Sunday, August 1, 2010

Nosferatu Sketches

Nosferatu looked pretty harmless at first, with his silly hat and his weak old man demeanor.

That didn't last long, though. After spending some time on the gorgeous veranda below, Jonathon (sic) went back to the castle to see the terrifying Nosferatu below. He just stood there, still as a corpse, and then walked forward with a stiff, shuffling gate. It's a walk mimicked so often in pop culture, but this first Monster Walk was by far the best.


Sorry for the small size of the drawings below. They're larger if you click on the image. This is the middle part of the movie, where Jonathon is confronting the vampire and Nina, through some mystic psychic connection, tries to go to Jonathon in her sleep. Every shot looked like a painting. Unfortunately, the youtube copy of Nosferatu I was watching had a kind of farty-sounding oboe providing the soundtrack for this part, which damaged the intense emotional pitch the visuals were creating.


Renfield's keeper had the best handlebar mustache. The best! My drawing does not approach its majesty.
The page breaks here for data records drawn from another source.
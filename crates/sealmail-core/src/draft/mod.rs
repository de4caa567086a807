//! Drafts and scheduled sends.

mod model;
mod operations;
mod service;

pub use model::{
    CreateDraftEmailMessageInput, DeleteDraftEmailMessagesInput, DraftEmailMessage,
    DraftEmailMessageKey, DraftEmailMessageMetadata, ListScheduledDraftMessagesInput,
    ScheduleSendDraftMessageInput, ScheduledDraftMessage, ScheduledDraftMessageState,
    ScheduledDraftMessageStateFilter, SealedDraft, UpdateDraftEmailMessageInput,
};
pub use operations::DraftOperations;
pub use service::DraftMessageService;
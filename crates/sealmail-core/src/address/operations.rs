//! Email address use cases.

use std::collections::BTreeSet;
use std::sync::Arc;

use tracing::{debug, info, warn};

use super::model::{
    CheckEmailAddressAvailabilityInput, EmailAddress, EmailAddressPublicInfo, EmailAddressRecord,
    GetEmailAddressInput, ListEmailAddressesInput, ProvisionEmailAddressInput,
    ProvisionEmailAddressRequest, UpdateEmailAddressMetadataInput,
};
use super::service::EmailAccountService;
use super::validation::{
    ValidationError, domain_of, normalize_email_address, require_valid_address, validate_domain,
    validate_local_part,
};
use crate::cache::{CacheKind, CacheQuery};
use crate::common::{CachePolicy, ListOutput};
use crate::context::Context;
use crate::folder::{EmailFolder, unseal_folder, unseal_listed_folder};
use crate::sealing::{SealingService, unseal_optional};
use crate::{Error, Result};

/// Provisioning and lookup of the caller's email addresses.
pub struct EmailAddressOperations {
    service: Arc<dyn EmailAccountService>,
    context: Context,
}

impl EmailAddressOperations {
    pub(crate) fn new(service: Arc<dyn EmailAccountService>, context: Context) -> Self {
        Self { service, context }
    }

    /// Provisions a new address on one of the supported domains.
    ///
    /// # Errors
    ///
    /// Returns [`Error::InvalidEmailAddress`] if the address is malformed or
    /// its domain unsupported, or the mapped backend error.
    pub async fn provision_email_address(
        &self,
        input: ProvisionEmailAddressInput,
    ) -> Result<EmailAddress> {
        let email_address = require_valid_address(&input.email_address)?;
        self.require_supported_domain(&email_address).await?;

        let sealed_alias = match non_blank(input.alias.as_deref()) {
            Some(alias) => Some(self.context.sealing().seal_string(alias).await?),
            None => None,
        };

        let record = {
            let _guard = self.context.account_lock.lock().await;
            self.service
                .provision(ProvisionEmailAddressRequest {
                    email_address: email_address.clone(),
                    sealed_alias,
                })
                .await?
        };
        info!(id = %record.id, email_address = %email_address, "Provisioned email address");

        self.context.write_through(std::slice::from_ref(&record)).await;
        unseal_address(self.context.sealing(), record).await
    }

    /// Deprovisions an address and drops everything cached under it.
    ///
    /// # Errors
    ///
    /// Returns [`Error::InvalidArgument`] for an empty id, or the mapped
    /// backend error.
    pub async fn deprovision_email_address(&self, id: &str) -> Result<EmailAddress> {
        let id = require_id(id)?;

        let record = {
            let _guard = self.context.account_lock.lock().await;
            self.service.deprovision(id).await?
        };
        info!(id, "Deprovisioned email address");

        self.context.evict(CacheKind::EmailAddress, id).await;
        self.context.evict_children(CacheKind::EmailFolder, id).await;
        self.context.evict_children(CacheKind::EmailMessage, id).await;
        unseal_address(self.context.sealing(), record).await
    }

    /// Replaces the alias of an address. Returns the address id.
    ///
    /// # Errors
    ///
    /// Returns [`Error::InvalidArgument`] for an empty id, or the mapped
    /// backend error.
    pub async fn update_email_address_metadata(
        &self,
        input: UpdateEmailAddressMetadataInput,
    ) -> Result<String> {
        let id = require_id(&input.id)?;
        let sealed_alias = match non_blank(input.alias.as_deref()) {
            Some(alias) => Some(self.context.sealing().seal_string(alias).await?),
            None => None,
        };

        let updated = self.service.update_metadata(id, sealed_alias).await?;
        debug!(id = %updated, "Updated email address metadata");
        self.context.evict(CacheKind::EmailAddress, id).await;
        Ok(updated)
    }

    /// Reads one address.
    ///
    /// # Errors
    ///
    /// Returns the mapped backend error, a cache error or a sealing error.
    pub async fn get_email_address(
        &self,
        input: GetEmailAddressInput,
    ) -> Result<Option<EmailAddress>> {
        let record = match input.cache_policy {
            CachePolicy::CacheOnly => self.context.cached::<EmailAddressRecord>(&input.id).await?,
            CachePolicy::RemoteOnly => {
                let record = self.service.get(&input.id).await?;
                if let Some(record) = &record {
                    self.context.write_through(std::slice::from_ref(record)).await;
                }
                record
            }
        };

        match record {
            Some(record) => unseal_address(self.context.sealing(), record).await.map(Some),
            None => Ok(None),
        }
    }

    /// Lists the caller's addresses. Sealed names that cannot be unsealed
    /// are left out of the listed addresses.
    ///
    /// # Errors
    ///
    /// Returns the mapped backend error or a cache error.
    pub async fn list_email_addresses(
        &self,
        input: ListEmailAddressesInput,
    ) -> Result<ListOutput<EmailAddress>> {
        let page = match input.cache_policy {
            CachePolicy::CacheOnly => {
                self.context
                    .cached_page::<EmailAddressRecord>(CacheQuery::default(), &input.pagination)
                    .await?
            }
            CachePolicy::RemoteOnly => {
                let pagination = self.context.page(&input.pagination)?;
                let page = self.service.list(&pagination).await?;
                self.context.write_through(&page.items).await;
                page
            }
        };

        let mut items = Vec::with_capacity(page.items.len());
        for record in page.items {
            items.push(unseal_listed_address(self.context.sealing(), record).await);
        }
        Ok(ListOutput::new(items, page.next_token))
    }

    /// Looks up the published keys of in-network addresses. Addresses the
    /// service does not know are left out of the result.
    ///
    /// # Errors
    ///
    /// Returns [`Error::InvalidEmailAddress`] for a malformed address, or the
    /// mapped backend error.
    pub async fn lookup_email_addresses_public_info(
        &self,
        email_addresses: &[String],
    ) -> Result<Vec<EmailAddressPublicInfo>> {
        let unique = email_addresses
            .iter()
            .map(|address| require_valid_address(address))
            .collect::<Result<BTreeSet<_>>>()?;
        if unique.is_empty() {
            return Ok(Vec::new());
        }

        let unique: Vec<String> = unique.into_iter().collect();
        let mut info = self.service.lookup_public_info(&unique).await?;
        for entry in &mut info {
            entry.email_address = normalize_email_address(&entry.email_address);
        }
        Ok(info)
    }

    /// Returns the addresses, out of every combination of the given local
    /// parts and domains, that are free to provision.
    ///
    /// # Errors
    ///
    /// Returns [`Error::InvalidArgument`] when no local part is given,
    /// [`Error::InvalidEmailAddress`] for a malformed local part or an
    /// unsupported domain, or the mapped backend error.
    pub async fn check_email_address_availability(
        &self,
        input: CheckEmailAddressAvailabilityInput,
    ) -> Result<Vec<String>> {
        let local_parts = input
            .local_parts
            .iter()
            .map(|local| -> Result<String> {
                let normalized = normalize_email_address(local);
                validate_local_part(&normalized).map_err(|reason| Error::InvalidEmailAddress {
                    address: local.clone(),
                    reason,
                })?;
                Ok(normalized)
            })
            .collect::<Result<BTreeSet<_>>>()?;
        if local_parts.is_empty() {
            return Err(Error::InvalidArgument(
                "at least one local part is required".to_string(),
            ));
        }

        let supported = self.get_supported_email_domains().await?;
        let domains = match input.domains {
            Some(domains) => {
                let mut checked = BTreeSet::new();
                for domain in domains {
                    let normalized = normalize_email_address(&domain);
                    validate_domain(&normalized)
                        .and_then(|()| {
                            if supported.contains(&normalized) {
                                Ok(())
                            } else {
                                Err(ValidationError::UnsupportedDomain)
                            }
                        })
                        .map_err(|reason| Error::InvalidEmailAddress {
                            address: domain.clone(),
                            reason,
                        })?;
                    checked.insert(normalized);
                }
                checked.into_iter().collect()
            }
            None => supported,
        };

        let local_parts: Vec<String> = local_parts.into_iter().collect();
        let available = self
            .service
            .check_availability(&local_parts, &domains)
            .await?;
        Ok(available
            .iter()
            .map(|address| normalize_email_address(address))
            .collect())
    }

    /// Domains addresses may be provisioned on, lowercased.
    ///
    /// # Errors
    ///
    /// Returns the mapped backend error.
    pub async fn get_supported_email_domains(&self) -> Result<Vec<String>> {
        let domains = self.service.supported_domains().await?;
        Ok(domains.iter().map(|d| normalize_email_address(d)).collect())
    }

    /// Every domain the service handles mail for, lowercased.
    ///
    /// # Errors
    ///
    /// Returns the mapped backend error.
    pub async fn get_configured_email_domains(&self) -> Result<Vec<String>> {
        let domains = self.service.configured_domains().await?;
        Ok(domains.iter().map(|d| normalize_email_address(d)).collect())
    }

    async fn require_supported_domain(&self, email_address: &str) -> Result<()> {
        let supported = self.get_supported_email_domains().await?;
        if supported.iter().any(|d| d == domain_of(email_address)) {
            Ok(())
        } else {
            Err(Error::InvalidEmailAddress {
                address: email_address.to_string(),
                reason: ValidationError::UnsupportedDomain,
            })
        }
    }
}

/// Checks that an address exists, for use cases that act on its behalf.
pub(crate) async fn require_address(
    service: &dyn EmailAccountService,
    id: &str,
) -> Result<EmailAddressRecord> {
    let id = require_id(id)?;
    service
        .get(id)
        .await?
        .ok_or_else(|| Error::AddressNotFound(id.to_string()))
}

/// Unseals the alias and folder names of an address record.
pub(crate) async fn unseal_address(
    sealing: &dyn SealingService,
    mut record: EmailAddressRecord,
) -> Result<EmailAddress> {
    let alias = unseal_optional(sealing, record.sealed_alias.as_ref()).await?;
    let mut folders = Vec::with_capacity(record.folders.len());
    for folder in std::mem::take(&mut record.folders) {
        folders.push(unseal_folder(sealing, folder).await?);
    }
    Ok(address_from_record(record, alias, folders))
}

/// Unseals an address for a listing. An alias or folder name that cannot be
/// unsealed is dropped.
async fn unseal_listed_address(
    sealing: &dyn SealingService,
    mut record: EmailAddressRecord,
) -> EmailAddress {
    let alias = unseal_optional(sealing, record.sealed_alias.as_ref())
        .await
        .unwrap_or_else(|e| {
            warn!(id = %record.id, error = %e, "Failed to unseal email address alias");
            None
        });
    let mut folders = Vec::with_capacity(record.folders.len());
    for folder in std::mem::take(&mut record.folders) {
        folders.push(unseal_listed_folder(sealing, folder).await);
    }
    address_from_record(record, alias, folders)
}

fn address_from_record(
    record: EmailAddressRecord,
    alias: Option<String>,
    folders: Vec<EmailFolder>,
) -> EmailAddress {
    EmailAddress {
        id: record.id,
        owner: record.owner,
        email_address: record.email_address,
        alias,
        folders,
        size: record.size,
        number_of_email_messages: record.number_of_email_messages,
        version: record.version,
        created_at: record.created_at,
        updated_at: record.updated_at,
        last_received_at: record.last_received_at,
    }
}

pub(crate) fn require_id(id: &str) -> Result<&str> {
    let id = id.trim();
    if id.is_empty() {
        return Err(Error::InvalidArgument("id must not be empty".to_string()));
    }
    Ok(id)
}

fn non_blank(value: Option<&str>) -> Option<&str> {
    value.map(str::trim).filter(|v| !v.is_empty())
}
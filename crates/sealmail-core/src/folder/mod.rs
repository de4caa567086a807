//! Email folders.

mod model;
mod operations;
mod service;

pub use model::{
    CreateCustomEmailFolderInput, DeleteCustomEmailFolderInput, DeleteMessagesForFolderIdInput,
    EmailFolder, EmailFolderRecord, ListEmailFoldersForEmailAddressIdInput,
    UpdateCustomEmailFolderInput,
};
pub use operations::EmailFolderOperations;
pub(crate) use operations::{unseal_folder, unseal_listed_folder};
pub use service::EmailFolderService;
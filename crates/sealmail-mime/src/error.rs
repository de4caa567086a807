//! Errors raised while encoding or decoding messages.

use std::string::FromUtf8Error;

/// Result type alias for message encoding and decoding.
pub type Result<T> = std::result::Result<T, Error>;

/// Message encoding and decoding errors.
#[derive(Debug, thiserror::Error)]
pub enum Error {
    /// A `Content-Type` value could not be parsed.
    #[error("Invalid content type: {0}")]
    InvalidContentType(String),

    /// A mailbox could not be parsed.
    #[error("Invalid address: {0}")]
    InvalidAddress(String),

    /// Base64 content is malformed.
    #[error("Base64 decode error: {0}")]
    Base64Decode(#[from] base64::DecodeError),

    /// Decoded text is not UTF-8.
    #[error("UTF-8 decode error: {0}")]
    Utf8Decode(#[from] FromUtf8Error),

    /// A multipart body declares no boundary.
    #[error("Multipart body without boundary")]
    MissingBoundary,

    /// A multipart body is malformed or nested too deeply.
    #[error("Invalid multipart body: {0}")]
    InvalidMultipart(String),

    /// The details do not describe a sendable message.
    #[error("Cannot build message: {0}")]
    Build(String),
}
Below is the first mate from the doomed ship that carried Nosferatu, and below that are some drawings of Renfield. The drawings of the first mate are a good before-and-after of when he tried to confront the vampire. This part of the film has the famous shot of Nosferatu rising through some unseen magic from his coffin. After that, we get to see Renfield behaving like a lunatic, which is always the best part of any Dracula film.


Below are the captain and first mate of the doomed ship. The captain had some crazy captain whiskers, and looked like he could sail a ship through solid rock if he needed to.


Nina (normally called Mina) had very manly features, but was nonetheless alluring. I'm not sure why this beach was covered in crosses. Could they be graves? Wouldn't the graves be uncovered by wind and water? Anyone have a good explanation? Anyways, it looked amazing.


More Nosferatu, as well as Tenenbaum. The purpose behind watching the film was to provide inspiration for the next leg of the Tenenbaum storyline, which I will try to continue tomorrow.